Son zamanlarda ‘moda’, ‘sanat’ ve ‘yaşam’dan söz etmeye çalışıyorum.

Bugün de, emekli öğretmen Nurten Yelken ile torunu TAKEV’in öğrencilerinden Bertuğ’un isteği üzerine, ‘Dünyaca Ünlü Müzeler’ e göz atacağım.

Her biri insanlık tarihinde kısa bir yolculuğa çıkaran müzeler, günümüze kadar ulaşmayı başarmış en eski tarihi kalıntıların korunduğu ve bizlerle buluştuğu yerlerdir.

Bizim birkaç saat içerisinde gezip dolaştığımız bu yapıların tamamlanması için yıllarca süren çalışmalar yapılmıştır.

İnternetten ya da kitaplardan gördüğümüz eserlerin vücut bulduğu bu mekanların büyülü atmosferi her daim insanlığı etkilemiştir.

Arkeologların özverili çalışmalarıyla ortaya çıkan eserlerin ve kalıntıların uygun koşullarda saklanarak korunması için müzelerin varlığı çok önemlidir.

Kendimizden belki de binlerce yıl önce yaşamış dünyaları keşfetmenizi sağlayacak ve sizleri keyifli bir yolculuğa çıkartacak bazı müzeleri tanımaya hazır mısınız?

PERGAMON MÜZESİ

Berlin'in Müze Adası'nda yer alan beş müzeden biri olan Pergamon Müzesi'nde sergilenen eserler, Alman arkeologların Osmanlı topraklarında etkili oldukları 19. yüzyıl sonları ve 20. yüzyıl başlarındaki kazılarda ortaya çıkarıldılar.

Bergama Müzesi adını Pergamon'daki Zeus sunağından alıyor. Helenistik dönem yapısı olan ve İzmir Bergama'da yer alan Zeus sunağı 1910 yılında Almanlar tarafından gün yüzüne çıkarılıp Berlin'e götürülmüş.

Müze binası, mimar Alfred Messel tarafından tasarlandı.

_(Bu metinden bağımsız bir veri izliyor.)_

//! pub/sub transport: compact json messages published over mqtt.
//!
//! delivery is fire-and-forget. the broker event loop lives in its own task
//! and only logs what goes wrong; errors are never tied back to a dispatch.

use super::{Telemetry, TransportError};
use crate::domain::{Fields, VehicleId};
use async_trait::async_trait;
use rumqttc::{AsyncClient, Event, MqttOptions, Packet, QoS};
use serde::{Deserialize, Serialize};
use std::collections::HashMap;
use std::time::Duration;
use tracing::{debug, info, warn};

/// minimal broker client contract
#[async_trait]
pub trait MessageBroker: Send + Sync {
    async fn publish(&self, topic: &str, payload: Vec<u8>) -> Result<(), TransportError>;
}

/// where one vehicle's messages are published
#[derive(Debug, Clone, PartialEq, Deserialize)]
#[serde(rename_all = "camelCase")]
pub struct PubSubTarget {
    pub topic: String,
    pub device_id: String,
}

impl PubSubTarget {
    pub fn address(&self) -> String {
        format!("{}/{}", self.topic, self.device_id)
    }
}

/// one row of the settings table served by the backend
#[derive(Debug, Deserialize)]
#[serde(rename_all = "camelCase")]
struct SettingsRow {
    vehicle_id: VehicleId,
    #[serde(flatten)]
    target: PubSubTarget,
}

/// fetch the vehicle -> target table once at startup
pub async fn fetch_targets(
    url: &str,
    timeout: Duration,
) -> anyhow::Result<HashMap<VehicleId, PubSubTarget>> {
    let client = reqwest::Client::builder().timeout(timeout).build()?;
    let rows: Vec<SettingsRow> = client.get(url).send().await?.error_for_status()?.json().await?;
    info!(url, vehicles = rows.len(), "fetched pub/sub settings");
    Ok(rows.into_iter().map(|r| (r.vehicle_id, r.target)).collect())
}

#[derive(Serialize)]
struct Envelope<'a> {
    #[serde(rename = "type")]
    kind: &'static str,
    urn: &'a str,
    payload: &'a Fields,
}

pub struct PubSubTransport {
    broker: Box<dyn MessageBroker>,
    targets: HashMap<VehicleId, PubSubTarget>,
    model_urn: String,
}

impl PubSubTransport {
    pub fn new(
        broker: Box<dyn MessageBroker>,
        targets: HashMap<VehicleId, PubSubTarget>,
        model_urn: impl Into<String>,
    ) -> Self {
        Self { broker, targets, model_urn: model_urn.into() }
    }

    async fn send(
        &self,
        vehicle: &VehicleId,
        kind: &'static str,
        urn: &str,
        fields: &Fields,
    ) -> Result<(), TransportError> {
        let target = self
            .targets
            .get(vehicle)
            .ok_or_else(|| TransportError::UnknownVehicle(vehicle.clone()))?;
        let payload = serde_json::to_vec(&Envelope { kind, urn, payload: fields })?;
        let topic = target.address();
        debug!(%topic, kind, bytes = payload.len(), "publishing");
        self.broker.publish(&topic, payload).await
    }
}

#[async_trait]
impl Telemetry for PubSubTransport {
    async fn update_telemetry(
        &self,
        vehicle: &VehicleId,
        fields: Fields,
    ) -> Result<(), TransportError> {
        self.send(vehicle, "data", &self.model_urn, &fields).await
    }

    async fn raise_alert(
        &self,
        vehicle: &VehicleId,
        urn: &str,
        fields: Fields,
    ) -> Result<(), TransportError> {
        self.send(vehicle, "alert", urn, &fields).await
    }
}

// ==============================================================================
// mqtt broker (rumqttc)
// ==============================================================================

pub struct MqttBroker {
    client: AsyncClient,
}

impl MqttBroker {
    /// create the client and spawn its event loop; must run inside a runtime
    pub fn connect(host: &str, port: u16, client_id: &str, keep_alive: Duration) -> Self {
        let mut options = MqttOptions::new(client_id, host, port);
        options.set_keep_alive(keep_alive);
        let (client, mut eventloop) = AsyncClient::new(options, 32);

        let broker = format!("{host}:{port}");
        tokio::spawn(async move {
            loop {
                match eventloop.poll().await {
                    Ok(Event::Incoming(Packet::ConnAck(_))) => info!(%broker, "mqtt connected"),
                    Ok(_) => {}
                    Err(e) => {
                        // the event loop reconnects on the next poll
                        warn!(%broker, error = %e, "mqtt connection error");
                        tokio::time::sleep(Duration::from_secs(2)).await;
                    }
                }
            }
        });

        Self { client }
    }
}

#[async_trait]
impl MessageBroker for MqttBroker {
    async fn publish(&self, topic: &str, payload: Vec<u8>) -> Result<(), TransportError> {
        self.client
            .publish(topic, QoS::AtMostOnce, false, payload)
            .await
            .map_err(|e| TransportError::Publish(e.to_string()))
    }
}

Ludwig Hoffmann yönetiminde 1910 yılında başlayan inşaat I.Dünya Savaşı döneminde de devam etmiş ve 1930 yılında tamamlanmıştır.

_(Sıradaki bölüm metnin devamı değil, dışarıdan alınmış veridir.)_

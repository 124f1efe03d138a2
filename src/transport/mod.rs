//! ==============================================================================
//! transport - telemetry and alert dispatch
//! ==============================================================================
//!
//! purpose:
//!     one interface, two backends, picked once at startup:
//!
//!     ┌───────────────────────┐        ┌──────────────────────────────────┐
//!     │ route.rs / workflow.rs│ ─────> │ dyn Telemetry                    │
//!     └───────────────────────┘        │  ├─ DirectTransport (direct.rs)  │
//!                                      │  └─ PubSubTransport (pubsub.rs)  │
//!                                      └──────────────────────────────────┘
//!
//!     direct: vehicle -> device handle -> virtual device for the model urn
//!     pubsub: vehicle -> {topic, device id} -> publish to "topic/device"
//!
//! ==============================================================================

pub mod direct;
pub mod pubsub;

use crate::domain::{Fields, VehicleId};
use async_trait::async_trait;
use thiserror::Error;

pub use direct::{DirectTransport, IotcsRegistry};
pub use pubsub::{MqttBroker, PubSubTarget, PubSubTransport};

/// device model all truck telemetry is reported against
pub const CAR_MODEL_URN: &str = "urn:oracle:iot:device:model:car";
/// alert raised when a truck is identified at the finish line
pub const FINISH_ALERT_URN: &str = "urn:oracle:iot:device:model:car:finishline";

#[derive(Error, Debug)]
pub enum TransportError {
    /// no alert target (device handle or topic) for this vehicle
    #[error("no alert target registered for vehicle {0}")]
    UnknownVehicle(VehicleId),
    #[error("http request failed: {0}")]
    Http(#[from] reqwest::Error),
    #[error("server rejected message: {status}")]
    Rejected { status: u16 },
    #[error("publish failed: {0}")]
    Publish(String),
    #[error("payload serialization failed: {0}")]
    Encode(#[from] serde_json::Error),
}

/// where positions and alerts for a vehicle go
#[async_trait]
pub trait Telemetry: Send + Sync {
    async fn update_telemetry(
        &self,
        vehicle: &VehicleId,
        fields: Fields,
    ) -> Result<(), TransportError>;
    async fn raise_alert(
        &self,
        vehicle: &VehicleId,
        urn: &str,
        fields: Fields,
    ) -> Result<(), TransportError>;
}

Geri almak için yıllardır büyük mücadele veriyoruz.

LOUVRE MÜZESİ

Dünyada en çok ziyaret edilen müzelerden biri olan Louvre Müzesi’ni fotoğrafını görür görmez tanıyabiliriz.

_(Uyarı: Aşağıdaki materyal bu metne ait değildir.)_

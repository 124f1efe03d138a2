//! ==============================================================================
//! config.rs - Runtime Configuration Loader
//! ==============================================================================
//!
//! purpose:
//!     defines the schema for `finishline.toml`.
//!     loads configuration from file or falls back to defaults.
//!
//! structure:
//!     - PollingConfig: How often each sensor is sampled.
//!     - DetectorConfig: "object present" distance threshold.
//!     - sensors: the sensor catalog (id, grovepi port, finish line flag).
//!     - ServerConfig: route-load REST server.
//!     - ActuatorConfig / ReaderConfig: finish-line services.
//!     - TransportConfig: direct (iot cloud rest) or pub/sub (mqtt).
//!     - DisplayConfig: lcd countdown shown before the reader capture.
//!
//! ==============================================================================

use crate::display::DisplayStep;
use crate::domain::{SensorConfig, VehicleId};
use crate::edge::DEFAULT_THRESHOLD;
use crate::transport::{PubSubTarget, CAR_MODEL_URN, FINISH_ALERT_URN};
use serde::Deserialize;
use std::collections::HashMap;
use std::path::{Path, PathBuf};
use std::time::Duration;
use tracing::{info, warn};

/// Root configuration structure
#[derive(Debug, Deserialize, Clone)]
pub struct HostConfig {
    #[serde(default)]
    pub polling: PollingConfig,
    #[serde(default)]
    pub detector: DetectorConfig,
    #[serde(default = "default_sensors")]
    pub sensors: Vec<SensorConfig>,
    #[serde(default)]
    pub server: ServerConfig,
    pub actuator: ActuatorConfig,
    pub reader: ReaderConfig,
    pub transport: TransportConfig,
    #[serde(default)]
    pub display: DisplayConfig,
    #[serde(default)]
    pub logging: LoggingConfig,
}

#[derive(Debug, Deserialize, Clone)]
pub struct PollingConfig {
    pub interval_ms: u64,
}

impl Default for PollingConfig {
    fn default() -> Self {
        Self { interval_ms: 100 }
    }
}

#[derive(Debug, Deserialize, Clone)]
pub struct DetectorConfig {
    pub threshold: f32,
}

impl Default for DetectorConfig {
    fn default() -> Self {
        Self { threshold: DEFAULT_THRESHOLD }
    }
}

#[derive(Debug, Deserialize, Clone)]
pub struct ServerConfig {
    pub bind: String,
    pub port: u16,
}

impl Default for ServerConfig {
    fn default() -> Self {
        Self { bind: "0.0.0.0".to_string(), port: 8888 }
    }
}

#[derive(Debug, Deserialize, Clone)]
pub struct ActuatorConfig {
    pub stop_url: String,
    #[serde(default = "default_timeout_ms")]
    pub timeout_ms: u64,
}

#[derive(Debug, Deserialize, Clone)]
pub struct ReaderConfig {
    pub capture_url: String,
    #[serde(default = "default_timeout_ms")]
    pub timeout_ms: u64,
}

#[derive(Debug, Deserialize, Clone, Copy, PartialEq, Eq)]
#[serde(rename_all = "lowercase")]
pub enum TransportMode {
    Direct,
    PubSub,
}

#[derive(Debug, Deserialize, Clone)]
pub struct TransportConfig {
    pub mode: TransportMode,
    #[serde(default = "default_model_urn")]
    pub model_urn: String,
    #[serde(default = "default_alert_urn")]
    pub alert_urn: String,
    #[serde(default)]
    pub direct: Option<DirectConfig>,
    #[serde(default)]
    pub pubsub: Option<PubSubConfig>,
}

/// iot cloud server and the device endpoint registered for each truck
#[derive(Debug, Deserialize, Clone)]
pub struct DirectConfig {
    pub server_url: String,
    #[serde(default)]
    pub token: Option<String>,
    #[serde(default = "default_timeout_ms")]
    pub timeout_ms: u64,
    #[serde(default)]
    pub devices: HashMap<VehicleId, String>,
}

#[derive(Debug, Deserialize, Clone)]
pub struct PubSubConfig {
    pub broker_host: String,
    #[serde(default = "default_mqtt_port")]
    pub broker_port: u16,
    #[serde(default = "default_client_id")]
    pub client_id: String,
    /// fetch the vehicle table from here instead of `devices`
    #[serde(default)]
    pub settings_url: Option<String>,
    #[serde(default)]
    pub devices: HashMap<VehicleId, PubSubTarget>,
}

#[derive(Debug, Deserialize, Clone)]
pub struct DisplayConfig {
    pub enabled: bool,
    /// script shown before the capture; raw json steps, bad ones are skipped
    #[serde(default = "default_countdown")]
    pub countdown: Vec<serde_json::Value>,
}

impl Default for DisplayConfig {
    fn default() -> Self {
        Self { enabled: false, countdown: default_countdown() }
    }
}

impl DisplayConfig {
    pub fn countdown_steps(&self) -> Vec<DisplayStep> {
        self.countdown
            .iter()
            .enumerate()
            .filter_map(|(index, raw)| match DisplayStep::from_value(raw) {
                Ok(step) => Some(step),
                Err(e) => {
                    warn!(index, error = %e, "ignoring countdown step");
                    None
                }
            })
            .collect()
    }
}

#[derive(Debug, Deserialize, Clone)]
pub struct LoggingConfig {
    pub level: String,
    pub show_sensor_data: bool,
}

impl Default for LoggingConfig {
    fn default() -> Self {
        Self { level: "info".to_string(), show_sensor_data: false }
    }
}

fn default_timeout_ms() -> u64 {
    1000
}

fn default_mqtt_port() -> u16 {
    1883
}

fn default_client_id() -> String {
    "finishline-host".to_string()
}

fn default_model_urn() -> String {
    CAR_MODEL_URN.to_string()
}

fn default_alert_urn() -> String {
    FINISH_ALERT_URN.to_string()
}

fn default_sensors() -> Vec<SensorConfig> {
    vec![
        SensorConfig { id: "1".into(), port: 6, finish_line: false },
        SensorConfig { id: "finish".into(), port: 7, finish_line: true },
    ]
}

fn default_countdown() -> Vec<serde_json::Value> {
    vec![
        serde_json::json!({"action": "on"}),
        serde_json::json!({"action": "write", "clear": true, "color": [0, 0, 255], "text": "Smile!"}),
        serde_json::json!({"action": "wait", "time": 1000}),
        serde_json::json!({"action": "loop", "param": {
            "loops": 3, "interval": 1000, "reversed": true,
            "action": "write", "clear": true, "text": "%d..."
        }}),
    ]
}

pub fn millis(ms: u64) -> Duration {
    Duration::from_millis(ms)
}

impl HostConfig {
    /// Load configuration from file
    pub fn load<P: AsRef<Path>>(path: P) -> anyhow::Result<Self> {
        let content = std::fs::read_to_string(path.as_ref())
            .map_err(|e| anyhow::anyhow!("Failed to read config file: {}", e))?;

        let config: HostConfig = toml::from_str(&content)
            .map_err(|e| anyhow::anyhow!("Failed to parse config: {}", e))?;

        config.validate()?;
        Ok(config)
    }

    /// Load from an explicit path, else the usual places, else defaults
    pub fn load_or_default(explicit: Option<&Path>) -> anyhow::Result<Self> {
        if let Some(path) = explicit {
            let config = Self::load(path)?;
            info!(path = %path.display(), "config loaded");
            return Ok(config);
        }

        let paths = [
            PathBuf::from("config").join("finishline.toml"),
            PathBuf::from("..").join("config").join("finishline.toml"),
        ];

        for path in &paths {
            if path.exists() {
                match Self::load(path) {
                    Ok(config) => {
                        info!(path = %path.display(), "config loaded");
                        return Ok(config);
                    }
                    Err(e) => {
                        warn!(path = %path.display(), error = %e, "failed to load config");
                    }
                }
            }
        }

        warn!("no config file found - using defaults");
        Ok(Self::default())
    }

    fn validate(&self) -> anyhow::Result<()> {
        if self.sensors.is_empty() {
            anyhow::bail!("no sensors configured");
        }
        if self.polling.interval_ms == 0 {
            anyhow::bail!("polling.interval_ms must be > 0");
        }
        match self.transport.mode {
            TransportMode::Direct if self.transport.direct.is_none() => {
                anyhow::bail!("transport.mode = \"direct\" needs a [transport.direct] section")
            }
            TransportMode::PubSub if self.transport.pubsub.is_none() => {
                anyhow::bail!("transport.mode = \"pubsub\" needs a [transport.pubsub] section")
            }
            _ => Ok(()),
        }
    }

    /// Log configuration summary
    pub fn log_summary(&self) {
        let finish: Vec<&str> = self
            .sensors
            .iter()
            .filter(|s| s.finish_line)
            .map(|s| s.id.0.as_str())
            .collect();
        info!(
            sensors = self.sensors.len(),
            finish_line = ?finish,
            threshold = self.detector.threshold,
            poll_ms = self.polling.interval_ms,
            transport = ?self.transport.mode,
            port = self.server.port,
            display = self.display.enabled,
            "host configuration"
        );
    }
}

impl Default for HostConfig {
    fn default() -> Self {
        Self {
            polling: PollingConfig::default(),
            detector: DetectorConfig::default(),
            sensors: default_sensors(),
            server: ServerConfig::default(),
            actuator: ActuatorConfig {
                stop_url: "http://localhost:8080/truck/stop".to_string(),
                timeout_ms: default_timeout_ms(),
            },
            reader: ReaderConfig {
                capture_url: "http://localhost:8081/capture".to_string(),
                timeout_ms: default_timeout_ms(),
            },
            transport: TransportConfig {
                mode: TransportMode::PubSub,
                model_urn: default_model_urn(),
                alert_urn: default_alert_urn(),
                direct: None,
                pubsub: Some(PubSubConfig {
                    broker_host: "localhost".to_string(),
                    broker_port: default_mqtt_port(),
                    client_id: default_client_id(),
                    settings_url: None,
                    devices: HashMap::new(),
                }),
            },
            display: DisplayConfig::default(),
            logging: LoggingConfig::default(),
        }
    }
}

#[cfg(test)]
mod tests {
    use super::*;

    const SAMPLE: &str = r#"
        [polling]
        interval_ms = 50

        [[sensors]]
        id = "1"
        port = 6

        [[sensors]]
        id = "finish"
        port = 5
        finish_line = true

        [actuator]
        stop_url = "http://car:8080/stop"

        [reader]
        capture_url = "http://camera:8081/capture"
        timeout_ms = 3000

        [transport]
        mode = "direct"

        [transport.direct]
        server_url = "https://iot.example.com"
        devices = { T1 = "EP-0001" }

        [display]
        enabled = true
        countdown = [
            { action = "write", text = "Ready" },
            { action = "dance" },
            { action = "wait", time = 500 },
        ]
    "#;

    #[test]
    fn test_parse_sample() {
        let config: HostConfig = toml::from_str(SAMPLE).unwrap();
        config.validate().unwrap();
        assert_eq!(config.polling.interval_ms, 50);
        assert_eq!(config.detector.threshold, DEFAULT_THRESHOLD);
        assert_eq!(config.server.port, 8888);
        assert!(config.sensors[1].finish_line);
        assert!(!config.sensors[0].finish_line);
        assert_eq!(config.reader.timeout_ms, 3000);
        assert_eq!(config.actuator.timeout_ms, 1000);
        assert_eq!(config.transport.mode, TransportMode::Direct);
        assert_eq!(config.transport.model_urn, CAR_MODEL_URN);
        let direct = config.transport.direct.as_ref().unwrap();
        assert_eq!(direct.devices[&VehicleId::from("T1")], "EP-0001");
    }

    #[test]
    fn test_countdown_skips_bad_steps() {
        let config: HostConfig = toml::from_str(SAMPLE).unwrap();
        let steps = config.display.countdown_steps();
        assert_eq!(steps, vec![DisplayStep::text("Ready"), DisplayStep::Wait(millis(500))]);
    }

    #[test]
    fn test_default_countdown_parses() {
        assert_eq!(DisplayConfig::default().countdown_steps().len(), 4);
    }

    #[test]
    fn test_zero_poll_interval_rejected() {
        let broken = SAMPLE.replace("interval_ms = 50", "interval_ms = 0");
        let config: HostConfig = toml::from_str(&broken).unwrap();
        let err = config.validate().unwrap_err();
        assert!(err.to_string().contains("polling.interval_ms"), "{err}");
    }

    #[test]
    fn test_mode_without_section_rejected() {
        let broken = SAMPLE.replace("mode = \"direct\"", "mode = \"pubsub\"");
        let config: HostConfig = toml::from_str(&broken).unwrap();
        assert!(config.validate().is_err());
    }

    #[test]
    fn test_pubsub_devices_table() {
        let config: HostConfig = toml::from_str(
            r#"
            [actuator]
            stop_url = "http://car/stop"
            [reader]
            capture_url = "http://camera/capture"
            [transport]
            mode = "pubsub"
            [transport.pubsub]
            broker_host = "broker"
            [transport.pubsub.devices.T1]
            topic = "trucks"
            deviceId = "dev-1"
            "#,
        )
        .unwrap();
        let pubsub = config.transport.pubsub.unwrap();
        assert_eq!(pubsub.broker_port, 1883);
        assert_eq!(pubsub.devices[&VehicleId::from("T1")].address(), "trucks/dev-1");
        assert_eq!(config.sensors.len(), 2);
    }
}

13.yy başlarında Viking akınlarından korunmak için Philippe Auguste tarafından ilk şekliyle inşası yapılan saray, 1793 yılında müze haline getirilmiştir.

Müzenin içinde konferans salonu, eğitim bölümü, zengin bir kütüphane, eserlerin incelendiği ve yenilendiği laboratuvara eşlik eden sanat tarihi ve müzecilik eğitimi veren Louvre Müze Okulu da bulunuyor.

Müzede heykel, resim, doğu sanatları, Mısır ve Yunan sanatları gibi dalların yer aldığı bölümler mevcut.

MADAME TUSSAUDS MÜZESİ

Ünlülerin balmumu heykellerinin sergilendiği ve geçtiğimiz yıllarda İstanbul’da da bir şubesi açılan Madame Tussauds London Müzesi Londra’nın en çok ziyaretçi çeken müzeleri arasında yer alıyor.

250 yıl önce ilk olarak Londra’da açıldığı günden beri milyonlarca insan tarafından ziyaret edilen ve bugün hala popülerliğini koruyan dünyanın en ünlü Balmumu Heykel Müzesi geçmişten günümüze birçok ünlünün arasında eşsiz, duygu yüklü bir yolculuk sunuyor.

Müzeye adını veren Marie Tussaud, Fransız bir heykeltıraştır.

MISIR MÜZESİ

Mısır’ın başkenti Kahire’de bulunan müze, Osmanlı döneminde Mısır Valisi Kavalalı Mehmet Ali Paşa tarafından eski Mısır Medeniyetinden kalan eserlerin ticaretinin yapılmaması ve yağmalanmaması için kurulmuş bir müzedir.

Antik Mısır'ın farklı dönemlerine ait baş yapıtlarını sergilendiği müze, heykeller, rölyefler ve küçük sanat objelerinin yanında taş lahitler ve Mısır mimarisinin anıtsal eserleriyle MÖ 3000'den Romalılara kadarki dönemin tanıklığını yapmaktadır.

RİJKS MÜZESİ

Hollanda tarihine ışık tutan bu müzede özellikle Rembrandt ve Jan Vermeer’in tablolarını görebilirsiniz.

Ulusal Sanat Galerisi adıyla 1800 yılında hizmete açılan Rijksmuseum daha sonra Kral Louis Bonaparte (Napolyon’un kardeşi) tarafından Amsterdam’daki Kraliyet Sarayı yerine taşınmıştır. Restorasyon çalışmaları sonucunda 2013’de tekrar açılışı yapılmıştır.

Müzenin adı Kraliyet Müzesi / Devlet Müzesi anlamına gelmektedir.